The methods...are also a little complicated for non-scientists. When we do morphological phylogenetics, we make a table that has columns of what we call characters, which are features (e.g., limbs) that have at least two states (e.g., present or absent) and rows of the operational taxonomic units (OTUs) that we are sampling. You can check out a screenshot of part of my matrix below. Usually OTUs are coded at the species level (e.g., Tyrannosaurus rex), although they may be at the genus level or sometimes even higher. OTUs can go lower than the species level though - they can go to the specimen level. That's what I did here. Normally when you code species-level OTUs or higher, you code based on the most mature specimen available, and from this comes a massive assumption that all of the specimens that you are coding are of comparable maturity so that they are at least "apples of X and apples of Y." This is usually not true, but I'll come back to that. When you code specimen-level OTUs, you may have several OTUs for one species, although some may still only be represented by one specimen for any number of reasons. However, more OTUs can offer more resolution. For example, maybe you can differentiate juveniles of species X from adults of species X. This will not resolve the issue of assuming that all of your OTUs are of the same maturity - they very likely are not if you are doing this type of OTU sampling - but it will give you a clearer insight into the effect that ontogenetic disparity is having. In other words, when you only have species-level OTUs, maybe species X, represented only by small, probably juvenile specimens, is not recovered as closely related to species Y, represented by both large and small specimens but only coded for the large "adults." But if you break them down into constituent specimens, now you have to code the small specimens of species Y ("juveniles"), and maybe you notice that all specimens of species X, all small in size, are very similar / closely related to small specimens of species Y.

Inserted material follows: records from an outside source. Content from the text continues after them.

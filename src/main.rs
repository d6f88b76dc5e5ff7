#[cfg(not(feature = "cli"))]
fn main() {
    eprintln!("The famisound CLI requires the \"cli\" feature. Rebuild with `--features cli` to enable it.");
}

#[cfg(feature = "cli")]
mod cli {
    use std::fs::File;
    use std::io::{BufWriter, Write};
    use std::path::{Path, PathBuf};
    use std::sync::Arc;
    use std::time::{Duration, Instant};

    use anyhow::{bail, Context};
    use clap::{Args, Parser, Subcommand};
    use famisound::config::SettingsStore;
    use famisound::document::{Document, MemoryDocument};
    use famisound::engine::{render_document, render_document_with_registers};
    use famisound::streaming::DeviceSink;
    use famisound::{EngineEvent, PlayerCursor, RenderLength, RenderSpec, Settings, SoundGen};
    use flexi_logger::Logger;

    /// How often the position line is refreshed while playing
    const STATUS_REFRESH_MS: u64 = 100;

    #[derive(Parser, Debug)]
    #[command(author, version, about = "NES/Famicom sound engine player and renderer", long_about = None)]
    struct Cli {
        #[arg(help = "Settings file (JSON); defaults are used when missing", long, global = true)]
        settings: Option<PathBuf>,

        #[command(subcommand)]
        command: Commands,
    }

    #[derive(Args, Debug)]
    struct SongArgs {
        #[arg(help = "Song document (JSON)", value_name = "DOC")]
        document: PathBuf,

        #[arg(help = "Track to play", long, default_value_t = 0)]
        track: usize,

        #[arg(help = "Frame to start at", long, default_value_t = 0)]
        frame: usize,
    }

    #[derive(Subcommand, Debug)]
    enum Commands {
        #[command(about = "Play a document on the default audio device")]
        Play {
            #[command(flatten)]
            song: SongArgs,

            #[arg(help = "Stop after this many seconds", long)]
            seconds: Option<u64>,
        },

        #[command(about = "Render a document to a WAV file")]
        Render {
            #[command(flatten)]
            song: SongArgs,

            #[arg(help = "Output WAV file", short, long, value_name = "WAV")]
            output: PathBuf,

            #[arg(help = "Render this many seconds", long, conflicts_with = "loops")]
            seconds: Option<u32>,

            #[arg(help = "Render the song this many times (default 1)", long)]
            loops: Option<u32>,

            #[arg(help = "Silence appended after the song, in milliseconds", long, default_value_t = 0)]
            tail_ms: u32,

            #[arg(help = "Also write every register write as CSV", long, value_name = "CSV")]
            registers: Option<PathBuf>,
        },
    }

    fn load_document(path: &Path) -> anyhow::Result<Arc<dyn Document>> {
        let json = std::fs::read_to_string(path).with_context(|| format!("reading {}", path.display()))?;
        let doc = MemoryDocument::from_json(&json).with_context(|| format!("parsing {}", path.display()))?;
        Ok(Arc::new(doc))
    }

    fn load_store(path: Option<&Path>) -> anyhow::Result<SettingsStore> {
        match path {
            Some(path) => SettingsStore::with_file(path).with_context(|| format!("loading settings {}", path.display())),
            None => Ok(SettingsStore::new(Settings::default())),
        }
    }

    fn play(store: SettingsStore, song: &SongArgs, seconds: Option<u64>) -> anyhow::Result<()> {
        let doc = load_document(&song.document)?;
        let frames = doc.frame_count(song.track);
        let engine = SoundGen::spawn_with_store(store, Box::new(DeviceSink::new()))?;
        let events = engine.take_events().context("event channel already taken")?;

        engine.assign_document(doc)?;
        engine.play(PlayerCursor::at(song.track, song.frame, 0))?;
        println!("Playing {} (track {}, {} frames)", song.document.display(), song.track, frames);

        let started = Instant::now();
        let limit = seconds.map(Duration::from_secs);
        loop {
            let mut halted = false;
            for event in events.try_iter() {
                match event {
                    EngineEvent::Halted => halted = true,
                    EngineEvent::DeviceError(msg) => eprintln!("\naudio device error: {msg}"),
                    _ => {}
                }
            }
            if halted || limit.is_some_and(|limit| started.elapsed() >= limit) {
                break;
            }

            let (frame, row) = engine.get_player_pos();
            print!(
                "\rframe {:02X} row {:02X}  {:6.2} BPM  {:>5} ticks",
                frame,
                row,
                engine.get_current_bpm(),
                engine.get_player_ticks()
            );
            std::io::stdout().flush().ok();
            std::thread::sleep(Duration::from_millis(STATUS_REFRESH_MS));
        }
        println!();
        engine.stop()?;
        Ok(())
    }

    struct RenderArgs<'a> {
        output: &'a Path,
        seconds: Option<u32>,
        loops: Option<u32>,
        tail_ms: u32,
        registers: Option<&'a Path>,
    }

    fn render(store: SettingsStore, song: &SongArgs, args: RenderArgs<'_>) -> anyhow::Result<()> {
        let RenderArgs {
            output,
            seconds,
            loops,
            tail_ms,
            registers,
        } = args;
        let length = match (seconds, loops) {
            (Some(secs), None) => RenderLength::Seconds(secs),
            (None, loops) => RenderLength::Loops(loops.unwrap_or(1)),
            (Some(_), Some(_)) => bail!("--seconds and --loops are exclusive"),
        };
        let doc = load_document(&song.document)?;
        let spec = RenderSpec::new(length).with_trailing_silence(tail_ms);
        let started = Instant::now();
        let cursor = PlayerCursor::at(song.track, song.frame, 0);
        let settings = store.get();
        let report = match registers {
            Some(csv_path) => {
                let (report, stream) = render_document_with_registers(doc, &settings, cursor, spec, output)
                    .with_context(|| format!("rendering {}", output.display()))?;
                let file = File::create(csv_path).with_context(|| format!("creating {}", csv_path.display()))?;
                stream
                    .write_csv(BufWriter::new(file))
                    .with_context(|| format!("writing {}", csv_path.display()))?;
                println!("Wrote {} register writes to {}", stream.len(), csv_path.display());
                report
            }
            None => render_document(doc, &settings, cursor, spec, output)
                .with_context(|| format!("rendering {}", output.display()))?,
        };
        println!(
            "Wrote {} ({:.1} s of audio in {:.2} s)",
            report.path.display(),
            report.duration_secs(),
            started.elapsed().as_secs_f64()
        );
        Ok(())
    }

    pub fn run() -> anyhow::Result<()> {
        let args = Cli::parse();
        let _logger = Logger::try_with_env_or_str("info")?.start()?;
        let store = load_store(args.settings.as_deref())?;

        match &args.command {
            Commands::Play { song, seconds } => play(store, song, *seconds),
            Commands::Render {
                song,
                output,
                seconds,
                loops,
                tail_ms,
                registers,
            } => render(
                store,
                song,
                RenderArgs {
                    output,
                    seconds: *seconds,
                    loops: *loops,
                    tail_ms: *tail_ms,
                    registers: registers.as_deref(),
                },
            ),
        }
    }
}

#[cfg(feature = "cli")]
fn main() {
    if let Err(e) = cli::run() {
        eprintln!("Error: {e:#}");
        std::process::exit(1);
    }
}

Screenshot of part of my character matrix, with characters (morphological features / attributes) as columns and OTUs as rows.

In addition to coding specimen-level OTUs for the trematopids, I also ran a bunch of permutations based on the size of specimens, and I also did an analysis with species-level OTUs to compare to previous studies that only used species-level OTUs but with an incomplete sample of trematopids. In order to understand all of the following diagrams, you will need to know that:

Coloured boxes reflect the current taxonomy. So Acheloma dunni is always that dark red colour in every figure.
1. Only trematopids are in coloured boxes. Other taxa are coded at the species level.
Circles represent the relative skull length of the specimen scaled to the largest trematopid specimen (FMNH UC 640) in this analysis.
Bold text indicates a specimen is a holotype, or the specimen on which a new species was named.
Numbers can mean a lot of things...look at the caption to find out.

Results

If you are still with me, congratulations! Phylogenetics is painfully complex for many people. Take five if you need to. I'll pick up with the direct results below. Note that I'm only discussing the parsimony analysis because the likelihood analysis didn't really differ that much, and it's a little more complicated to understand the theory behind it.

This permutation is what I called the taxonomic reduction permutation. If two specimens were scored the same for every character that they both could be scored, but one specimen could be scored for some additional characters for which the second could not, then the second was removed because it was redundant with the more complete one.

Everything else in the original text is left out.